# J&L Orchid Summer Sale Extravaganza



## RNCollins (Jun 18, 2015)

Taken from the J&L website:

J&L ORCHIDS SUMMER SALE EXTRAVAGANZA

June 26th thru July 5th
All regular stock 25% off - that's 10% more than usual


First three days, special guest vendor Carri Raven Riemann of the Orchidphile --- 

Saturday only, first time guest vendor Glenn Decker of Piping Rock Orchids --- Carri and Glen have great plants at great prices, but they are not discounted during our sale. 

SCHEDULE OF EVENTS

Friday June 26th - 1 pm GROWING ORCHIDS UNDER ARTIFICIAL LIGHTS Special guest Patti Lee will enlighten and entertain you with her extensive knowledge of growing under lights. Patti has over 200 plants in her NY apartment. She has been cultivating under artificial light since 1960. Free lunch will be served from 11 - 2pm. 

Saturday June 27th - 1 pm Special one day guest vendor Glen Decker of Piping Rock Orchids will conduct a workshop on PAPHIOPEDILUM AND PHRAGMIPEDIUM CULTURE including a repotting demonstration. Glen will have his world class Paphs and Phrags available for sale all day on Saturday. Here is a great opportunity to visit and learn from this expert. Free lunch 11 - 2pm.

Sunday June 28th - 1 pm Carri Raven Riemann will give her talk on PHEARLESS PHALAENOPSIS CULTURE and will tailor the program to her audience. She will be available all day for questions about growing phalaenopsis. At 2 pm one of us will give a talk on PHALAENOPSIS COMPANIONS, highlighting orchids that will grow well alongside phals. Free lunch 11 - 2 pm. 

Tuesday June 30th - Repotting Day - At 10 am we will give a talk and demo REPOTTING ORCHIDS, WHEN, WHY AND HOW to be followed by a repotting clinic 11 to 1 pm. Please bring your own pots and we will help you repot up to three orchids of your own. No plants over six inch pot size please. We will supply the potting medium for a nominal charge. 

Thursday July 2nd. - Terrarium Day - We will offer a TERRARIUM WORKSHOP from 10 to 12 pm. We will discuss the basics of terrarium culture, suggest orchids that will grow well in terrariums , and demonstrate how to create a miniature environment. Bring a glass container that would be suitable for a terrarium and we will help you select plants and plant it up.
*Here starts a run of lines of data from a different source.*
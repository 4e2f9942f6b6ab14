use serde_wasm_bindgen::to_value;
use wasm_bindgen::prelude::*;

// Create a console module for logging
pub mod console;
// Threshold filtering over the feature table
mod area_filter;
// Dataset bounds handling
mod bounds;
// Download serialization
mod export;
// The feature table and GeoJSON (de)construction
mod feature_table;
// Dataset loading with the empty-table fallback
mod loader;
// Layer operation planning for the host map
mod map_view;
// Shared boundary models
mod models;
// Module state management
mod module_state;
// Per-session threshold state
mod session;

use area_filter::{filter_by_min_area, FilteredView};
use models::FilterSummary;
use module_state::ModuleState;

// Enable better panic messages in console during development
#[cfg(feature = "console_error_panic_hook")]
pub use console_error_panic_hook::set_once as set_panic_hook;

#[wasm_bindgen]
extern "C" {
    // JavaScript function to fetch data from URL
    #[wasm_bindgen(js_namespace = wasmJsHelpers, catch)]
    pub fn fetch(url: &str) -> Result<js_sys::Promise, JsValue>;
}

// Use the macros from our console module
#[macro_export]
macro_rules! console_log {
    ($($t:tt)*) => ($crate::console::log(&format!($($t)*)))
}

#[macro_export]
macro_rules! console_warn {
    ($($t:tt)*) => ($crate::console::warn(&format!($($t)*)))
}

use std::sync::Once;
static INIT: Once = Once::new();

#[wasm_bindgen(start)]
pub fn start() {
    INIT.call_once(|| {
        #[cfg(feature = "console_error_panic_hook")]
        console_error_panic_hook::set_once();

        console_log!("Solarmap WASM core initialized");
    });
}

// Re-export the dataset loading functions
pub use loader::{load_dataset, load_dataset_from_str};

fn summarize(view: &FilteredView, total: usize) -> FilterSummary {
    FilterSummary {
        total,
        matched: view.len(),
        threshold: view.threshold,
        degraded: view.degraded,
        download_enabled: !view.is_empty(),
    }
}

// Recompute the filtered view for a session and bump the diagnostics
// counters. The degraded passthrough is logged here, at the boundary,
// so the filter itself stays pure.
fn run_filter(state: &mut ModuleState, session_id: &str) -> Result<FilteredView, String> {
    let threshold = state
        .session(session_id)
        .ok_or_else(|| format!("unknown session: {}", session_id))?
        .min_area;
    let view = filter_by_min_area(&state.table, threshold);
    state.filter_invocations += 1;
    if view.degraded {
        state.degraded_filters += 1;
        console_warn!(
            "'{}' attribute missing; returning unfiltered features",
            feature_table::AREA_ATTRIBUTE
        );
    }
    Ok(view)
}

/// Register a new session with the default threshold and return its id.
#[wasm_bindgen]
pub fn create_session() -> String {
    let id = uuid::Uuid::new_v4().to_string();
    ModuleState::with_mut(|state| state.create_session(id.clone()));
    console_log!("Session {} created", id);
    id
}

/// Drop a session's state. Returns false for an unknown id.
#[wasm_bindgen]
pub fn remove_session(session_id: &str) -> bool {
    ModuleState::with_mut(|state| state.remove_session(session_id))
}

/// Set a session's min-area threshold. Returns the clamped value.
#[wasm_bindgen]
pub fn set_min_area(session_id: &str, value: f64) -> Result<f64, JsValue> {
    ModuleState::with_mut(|state| {
        let session = state
            .session_mut(session_id)
            .ok_or_else(|| JsValue::from_str(&format!("unknown session: {}", session_id)))?;
        session.min_area = session::clamp_min_area(value);
        Ok(session.min_area)
    })
}

/// Counts for the info line and the download-button state.
#[wasm_bindgen]
pub fn filter_summary(session_id: &str) -> Result<JsValue, JsValue> {
    ModuleState::with_mut(|state| {
        let view = run_filter(state, session_id).map_err(|e| JsValue::from_str(&e))?;
        let summary = summarize(&view, state.table.len());
        Ok(to_value(&summary)?)
    })
}

/// Recompute the filtered view and return the layer operations the
/// host applies to its long-lived map, plus the filter summary.
#[wasm_bindgen]
pub fn update_map_view(session_id: &str) -> Result<JsValue, JsValue> {
    ModuleState::with_mut(|state| {
        let view = run_filter(state, session_id).map_err(|e| JsValue::from_str(&e))?;
        let total = state.table.len();
        let bbox = state.bbox;
        let session = state
            .session_mut(session_id)
            .ok_or_else(|| JsValue::from_str(&format!("unknown session: {}", session_id)))?;
        let ops = map_view::plan_layer_ops(&mut session.view, &view, bbox.as_ref());
        let plan = map_view::MapViewPlan {
            ops,
            summary: summarize(&view, total),
        };
        Ok(to_value(&plan)?)
    })
}

/// Slider bounds derived from the loaded data.
#[wasm_bindgen]
pub fn slider_config() -> Result<JsValue, JsValue> {
    ModuleState::with(|state| Ok(to_value(&session::slider_config(state.table.max_area()))?))
}

/// Dataset and diagnostics snapshot.
#[wasm_bindgen]
pub fn get_dataset_stats() -> Result<JsValue, JsValue> {
    ModuleState::with(|state| Ok(to_value(&state.stats())?))
}

/// Reset to the empty fallback table.
#[wasm_bindgen]
pub fn clear_dataset() -> bool {
    ModuleState::with_mut(|state| state.clear_dataset());
    console_log!("Dataset cleared");
    true
}

/// Serialize the session's filtered view for download. Errors when the
/// filtered view is empty.
#[wasm_bindgen]
pub fn export_filtered_geojson(session_id: &str) -> Result<JsValue, JsValue> {
    ModuleState::with_mut(|state| {
        let view = run_filter(state, session_id).map_err(|e| JsValue::from_str(&e))?;
        let result =
            export::export_view(&view, state.bbox.as_ref()).map_err(|e| JsValue::from_str(&e))?;
        console_log!(
            "Exported {} feature(s) as {}",
            result.feature_count,
            result.filename
        );
        Ok(to_value(&result)?)
    })
}
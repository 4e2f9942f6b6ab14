use crate::area_filter::FilteredView;
use crate::bounds::Bbox;
use crate::feature_table;
use crate::models::ExportResult;

/// Serialize the filtered view for download as a GeoJSON document.
///
/// The exported text carries the source attributes only; the paint
/// properties the map view injects are not part of the data. An empty
/// view is an error here, the host disables the control beforehand via
/// `FilterSummary::download_enabled`.
pub fn export_view(filtered: &FilteredView, bbox: Option<&Bbox>) -> Result<ExportResult, String> {
    if filtered.is_empty() {
        return Err("nothing to export: filtered view is empty".to_string());
    }

    let fc = feature_table::to_feature_collection(&filtered.features, None);
    let geojson = serde_json::to_string(&fc).map_err(|e| format!("failed to serialize GeoJSON: {}", e))?;

    let stem = bbox.map(|b| b.key()).unwrap_or_else(|| "all".to_string());
    Ok(ExportResult {
        filename: format!("filtered_solar_panels_{}.geojson", stem),
        geojson,
        feature_count: filtered.len(),
    })
}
Glass globes, large jars , and round vases all make nice terrariums. Use your imagination. We will supply all necessary materials for planting for a nominal charge, but you must bring your own container.

Saturday July 4th - Come between 11 and 1 pm and celebrate Independence Day with delicious Strawberry Shortcake, glorious orchids and us. 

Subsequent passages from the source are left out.